The last thing you want to do is push someone’s button and trigger an emotional response which is what some of these phrases do in a tense situation.
1. Calm Down
This has become a very common phrase that most people use. Think back to the last time that someone else told you to “calm down.” Did it work? No, in fact this simple statement actually escalates the situation and often causes the angry person to shout “I AM CALM!”
2. You Said…
This is an accusatory statement and even if the angry person actually said what you are accusing them of, he/she will escalate and become defensive. It is much better to change our language and say “What I thought I heard was” or “I may have misunderstood.” It is never good to accuse an angry person of anything because it guarantees the escalation of the situation.
3. If I Were You…
There is no benefit to offering your opinion – an angry person doesn’t care what you think. They want to be heard! So instead of offering your opinion, be quiet and listen. Really listen to what they are saying, it is very clear to the other person if you're engaged or not.
4. I Know How You Feel
How could we possibly know how to they feel?
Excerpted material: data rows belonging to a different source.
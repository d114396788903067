use crate::entities::{payment, plan, seller, subscription, user};
use crate::errors::ServiceError;
use crate::events::{Event, EventSender};
use crate::gateway::{
    ChargeRequest, CustomerRequest, CustomerResolution, GatewayClient, GatewayError, PaymentStatus,
    PixQrCode,
};
use crate::services::orders::OrderService;
use chrono::Utc;
use metrics::counter;
use rust_decimal::Decimal;
use sea_orm::sea_query::Expr;
use sea_orm::{
    ActiveModelTrait, ColumnTrait, DatabaseConnection, DatabaseTransaction, EntityTrait,
    QueryFilter, Set, TransactionTrait,
};
use serde::{Deserialize, Serialize};
use std::sync::Arc;
use tracing::{info, instrument, warn};
use utoipa::ToSchema;
use uuid::Uuid;

pub const SUBSCRIPTION_PENDING: &str = "PENDING";
pub const SUBSCRIPTION_ACTIVE: &str = "ACTIVE";
pub const SUBSCRIPTION_CANCELLED: &str = "CANCELLED";

const ORDER_PAYMENT_PAID: &str = "paid";

// Accepted by the gateway sandbox for customers without a document on file.
const PLACEHOLDER_TAX_ID: &str = "11144477735";

#[derive(Debug, Clone, Deserialize, ToSchema)]
pub struct CreatePlanPaymentRequest {
    pub plan_id: String,
    pub payment_method: String,
}

#[derive(Debug, Clone, Serialize, ToSchema)]
#[serde(tag = "kind", rename_all = "snake_case")]
pub enum PlanPaymentResponse {
    /// The plan is free; it was activated without touching the gateway
    FreePlanActivated {
        subscription_id: String,
        plan_id: String,
    },
    /// A charge was created and is awaiting payment
    ChargeCreated {
        payment_id: String,
        charge_id: String,
        status: String,
        amount: Decimal,
        due_date: Option<String>,
        invoice_url: Option<String>,
        #[serde(skip_serializing_if = "Option::is_none")]
        pix_qr_code: Option<PixQrCode>,
        customer_resolution: CustomerResolution,
    },
}

/// Incoming gateway webhook payload.
#[derive(Debug, Clone, Deserialize, ToSchema)]
pub struct WebhookEvent {
    pub event: String,
    pub payment: WebhookCharge,
}

#[derive(Debug, Clone, Deserialize, ToSchema)]
pub struct WebhookCharge {
    pub id: String,
    #[serde(default)]
    pub status: Option<String>,
    #[serde(rename = "externalReference", default)]
    pub external_reference: Option<String>,
}

/// Plan payments, webhook reconciliation and subscription activation.
#[derive(Clone)]
pub struct PaymentService {
    db: Arc<DatabaseConnection>,
    event_sender: Arc<EventSender>,
    gateway: Arc<GatewayClient>,
    order_service: Arc<OrderService>,
}
//! Integration tests for plan payments and webhook reconciliation: free plan
//! shortcut, charge creation against a mocked gateway, webhook auth and the
//! subscription state machine.

mod common;

use axum::http::Method;
use common::{response_json, TestApp, WEBHOOK_TOKEN};
use marketplace_settlement_api::entities::subscription;
use rust_decimal_macros::dec;
use sea_orm::{ColumnTrait, EntityTrait, QueryFilter};
use serde_json::json;
use wiremock::matchers::{method, path};
use wiremock::{Mock, MockServer, ResponseTemplate};

const WEBHOOK_URI: &str = "/api/v1/payments/webhook";
const TOKEN_HEADER: &str = "asaas-access-token";

async fn seller_on_plan(app: &TestApp, plan_price: rust_decimal::Decimal) -> SellerFixture {
    let owner = app.seed_user("seller@example.com").await;
    let starter = app.seed_plan("Starter", dec!(0), 3).await;
    let seller = app.seed_seller(&owner, &starter).await;
    let target = app.seed_plan("Premium", plan_price, -1).await;
    let token = app.token_for(&owner);
    SellerFixture {
        owner_id: owner.id,
        seller_id: seller.id,
        starter_plan_id: starter.id,
        target_plan_id: target.id,
        token,
    }
}

struct SellerFixture {
    owner_id: String,
    seller_id: String,
    starter_plan_id: String,
    target_plan_id: String,
    token: String,
}

#[tokio::test]
async fn free_plan_activates_without_touching_the_gateway() {
    // Gateway deliberately unconfigured; a free plan must not need it.
    let app = TestApp::new().await;
    let fx = seller_on_plan(&app, dec!(0)).await;

    let response = app
        .request(
            Method::POST,
            "/api/v1/payments/create",
            Some(json!({ "plan_id": fx.target_plan_id, "payment_method": "PIX" })),
            Some(&fx.token),
        )
        .await;

    assert_eq!(response.status(), 201);
    let body = response_json(response).await;
    assert_eq!(body["data"]["kind"], "free_plan_activated");

    let subscription_id = body["data"]["subscription_id"].as_str().unwrap();
    let sub = app.reload_subscription(subscription_id).await;
    assert_eq!(sub.status, "ACTIVE");
    assert!(sub.started_at.is_some());
    assert_eq!(
        app.reload_seller(&fx.seller_id).await.plan_id,
        fx.target_plan_id
    );
}

#[tokio::test]
async fn paid_plan_creates_a_charge_and_a_pending_subscription() {
    let server = MockServer::start().await;
    Mock::given(method("POST"))
        .and(path("/customers"))
        .respond_with(ResponseTemplate::new(200).set_body_json(json!({
            "id": "cus_001",
            "name": "seller",
            "email": "seller@example.com"
        })))
        .expect(1)
        .mount(&server)
        .await;
    Mock::given(method("POST"))
        .and(path("/payments"))
        .respond_with(ResponseTemplate::new(200).set_body_json(json!({
            "id": "pay_001",
            "status": "PENDING",
            "value": 49.90,
            "dueDate": "2026-09-04",
            "invoiceUrl": "https://gateway.test/i/pay_001"
        })))
        .expect(1)
        .mount(&server)
        .await;
    Mock::given(method("GET"))
        .and(path("/payments/pay_001/pixQrCode"))
        .respond_with(ResponseTemplate::new(200).set_body_json(json!({
            "encodedImage": "aGVsbG8=",
            "payload": "00020126pix-copy-paste"
        })))
        .mount(&server)
        .await;

    let app = TestApp::with_gateway(Some(&server.uri())).await;
    let fx = seller_on_plan(&app, dec!(49.90)).await;

    let response = app
        .request(
            Method::POST,
            "/api/v1/payments/create",
            Some(json!({ "plan_id": fx.target_plan_id, "payment_method": "PIX" })),
            Some(&fx.token),
        )
        .await;

    assert_eq!(response.status(), 201);
    let body = response_json(response).await;
    let data = &body["data"];
    assert_eq!(data["kind"], "charge_created");
    assert_eq!(data["charge_id"], "pay_001");
    assert_eq!(data["status"], "pending");
    assert_eq!(data["customer_resolution"], "created");
    assert_eq!(data["pix_qr_code"]["payload"], "00020126pix-copy-paste");

    let payment = app
        .reload_payment(data["payment_id"].as_str().unwrap())
        .await;
    assert_eq!(payment.gateway_charge_id, "pay_001");
    assert_eq!(payment.status, "pending");
    let sub = app
        .reload_subscription(payment.subscription_id.as_deref().unwrap())
        .await;
    assert_eq!(sub.status, "PENDING");
    assert!(sub.started_at.is_none());

    // The seller keeps the old plan until the charge is paid.
    assert_eq!(
        app.reload_seller(&fx.seller_id).await.plan_id,
        fx.starter_plan_id
    );
}

#[tokio::test]
async fn rejected_customer_registration_recovers_by_email_search() {
    let server = MockServer::start().await;
    Mock::given(method("POST"))
        .and(path("/customers"))
        .respond_with(
            ResponseTemplate::new(400)
                .set_body_json(json!({ "errors": [{ "code": "invalid_cpfCnpj" }] })),
        )
        .mount(&server)
        .await;
    Mock::given(method("GET"))
        .and(path("/customers"))
        .respond_with(ResponseTemplate::new(200).set_body_json(json!({
            "data": [{
                "id": "cus_existing",
                "name": "seller",
                "email": "seller@example.com"
            }]
        })))
        .mount(&server)
        .await;
    Mock::given(method("POST"))
        .and(path("/payments"))
        .respond_with(ResponseTemplate::new(200).set_body_json(json!({
            "id": "pay_002",
            "status": "PENDING",
            "value": 49.90
        })))
        .mount(&server)
        .await;
    Mock::given(method("GET"))
        .and(path("/payments/pay_002/pixQrCode"))
        .respond_with(ResponseTemplate::new(404).set_body_json(json!({})))
        .mount(&server)
        .await;

    let app = TestApp::with_gateway(Some(&server.uri())).await;
    let fx = seller_on_plan(&app, dec!(49.90)).await;

    let response = app
        .request(
            Method::POST,
            "/api/v1/payments/create",
            Some(json!({ "plan_id": fx.target_plan_id, "payment_method": "PIX" })),
            Some(&fx.token),
        )
        .await;

    assert_eq!(response.status(), 201);
    let body = response_json(response).await;
    assert_eq!(body["data"]["customer_resolution"], "recovered");
    assert_eq!(body["data"]["pix_qr_code"], serde_json::Value::Null);
}

#[tokio::test]
async fn non_sellers_cannot_purchase_plans() {
    let app = TestApp::new().await;
    let buyer = app.seed_user("buyer@example.com").await;
    let plan = app.seed_plan("Premium", dec!(49.90), -1).await;

    let response = app
        .request(
            Method::POST,
            "/api/v1/payments/create",
            Some(json!({ "plan_id": plan.id, "payment_method": "PIX" })),
            Some(&app.token_for(&buyer)),
        )
        .await;

    assert_eq!(response.status(), 403);
}

#[tokio::test]
async fn webhook_rejects_a_bad_token() {
    let app = TestApp::new().await;

    let response = app
        .request_with_headers(
            Method::POST,
            WEBHOOK_URI,
            Some(json!({
                "event": "PAYMENT_CONFIRMED",
                "payment": { "id": "pay_404" }
            })),
            &[(TOKEN_HEADER, "wrong_token")],
        )
        .await;

    assert_eq!(response.status(), 401);
}

#[tokio::test]
async fn webhook_for_an_unknown_charge_is_acknowledged() {
    let app = TestApp::new().await;

    let response = app
        .request_with_headers(
            Method::POST,
            WEBHOOK_URI,
            Some(json!({
                "event": "PAYMENT_CONFIRMED",
                "payment": { "id": "pay_never_seen" }
            })),
            &[(TOKEN_HEADER, WEBHOOK_TOKEN)],
        )
        .await;

    assert_eq!(response.status(), 200);
    let body = response_json(response).await;
    assert_eq!(body["received"], true);
}

#[tokio::test]
async fn confirmed_payment_activates_the_subscription_and_retires_the_old_one() {
    let app = TestApp::new().await;
    let fx = seller_on_plan(&app, dec!(49.90)).await;

    let old_sub = app
        .seed_subscription(&fx.seller_id, &fx.starter_plan_id, "ACTIVE")
        .await;
    let new_sub = app
        .seed_subscription(&fx.seller_id, &fx.target_plan_id, "PENDING")
        .await;
    let payment = app
        .seed_payment(
            &fx.owner_id,
            "pay_100",
            dec!(49.90),
            "pending",
            None,
            Some(new_sub.id.clone()),
        )
        .await;

    let response = app
        .request_with_headers(
            Method::POST,
            WEBHOOK_URI,
            Some(json!({
                "event": "PAYMENT_CONFIRMED",
                "payment": { "id": "pay_100", "status": "CONFIRMED" }
            })),
            &[(TOKEN_HEADER, WEBHOOK_TOKEN)],
        )
        .await;

    assert_eq!(response.status(), 200);
    assert_eq!(app.reload_payment(&payment.id).await.status, "paid");

    let activated = app.reload_subscription(&new_sub.id).await;
    assert_eq!(activated.status, "ACTIVE");
    assert!(activated.started_at.is_some());
    assert_eq!(app.reload_subscription(&old_sub.id).await.status, "CANCELLED");
    assert_eq!(
        app.reload_seller(&fx.seller_id).await.plan_id,
        fx.target_plan_id
    );
}

#[tokio::test]
async fn replayed_webhook_deliveries_are_no_ops() {
    let app = TestApp::new().await;
    let fx = seller_on_plan(&app, dec!(49.90)).await;
    let sub = app
        .seed_subscription(&fx.seller_id, &fx.target_plan_id, "PENDING")
        .await;
    let payment = app
        .seed_payment(
            &fx.owner_id,
            "pay_200",
            dec!(49.90),
            "pending",
            None,
            Some(sub.id.clone()),
        )
        .await;

    let payload = json!({
        "event": "PAYMENT_RECEIVED",
        "payment": { "id": "pay_200", "status": "RECEIVED" }
    });

    let first = app
        .request_with_headers(
            Method::POST,
            WEBHOOK_URI,
            Some(payload.clone()),
            &[(TOKEN_HEADER, WEBHOOK_TOKEN)],
        )
        .await;
    assert_eq!(first.status(), 200);
    let started_at = app.reload_subscription(&sub.id).await.started_at;

    let second = app
        .request_with_headers(
            Method::POST,
            WEBHOOK_URI,
            Some(payload),
            &[(TOKEN_HEADER, WEBHOOK_TOKEN)],
        )
        .await;
    assert_eq!(second.status(), 200);

    let after = app.reload_subscription(&sub.id).await;
    assert_eq!(after.status, "ACTIVE");
    assert_eq!(after.started_at, started_at);
    assert_eq!(app.reload_payment(&payment.id).await.status, "paid");
}
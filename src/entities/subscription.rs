use async_trait::async_trait;
use chrono::{DateTime, Utc};
use sea_orm::entity::prelude::*;
use serde::{Deserialize, Serialize};

#[derive(Clone, Debug, PartialEq, Eq, DeriveEntityModel, Serialize, Deserialize)]
#[sea_orm(table_name = "subscriptions")]
pub struct Model {
    #[sea_orm(primary_key, auto_increment = false)]
    pub id: String,

    pub seller_id: String,
    pub plan_id: String,
    /// PENDING until the gateway confirms payment, then ACTIVE
    pub status: String,
    pub started_at: Option<DateTime<Utc>>,
    pub created_at: DateTime<Utc>,
    pub updated_at: DateTime<Utc>,
}

#[derive(Copy, Clone, Debug, EnumIter, DeriveRelation)]
pub enum Relation {
    #[sea_orm(
        belongs_to = "super::seller::Entity",
        from = "Column::SellerId",
        to = "super::seller::Column::Id"
    )]
    Seller,
    #[sea_orm(
        belongs_to = "super::plan::Entity",
        from = "Column::PlanId",
        to = "super::plan::Column::Id"
    )]
    Plan,
}

impl Related<super::seller::Entity> for Entity {
    fn to() -> RelationDef {
        Relation::Seller.def()
    }
}

impl Related<super::plan::Entity> for Entity {
    fn to() -> RelationDef {
        Relation::Plan.def()
    }
}

#[async_trait]
impl ActiveModelBehavior for ActiveModel {}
We know how we feel and often project our feelings on others. When we tell someone else how they feel they know immediately that we are not listening to them.
5. I Understand
Never use this term unless you have walked a mile in their shoes. For instance, they may be incredibly stressed and in fear over something; perhaps they have a young child going through chemotherapy and maybe your child was also diagnosed with cancer and underwent chemo. In this circumstance it would be okay to say “I understand what you are going through because my daughter was diagnosed with cancer 5 years ago and I know how stressful that can be.” But if you don't have the facts to back this statement up, avoid it at all costs. Using it without context will come off as patronizing.
The main thing to remember is that the angry person wants to be heard! By changing our language we can de-escalate the situation and change a possible violent outcome.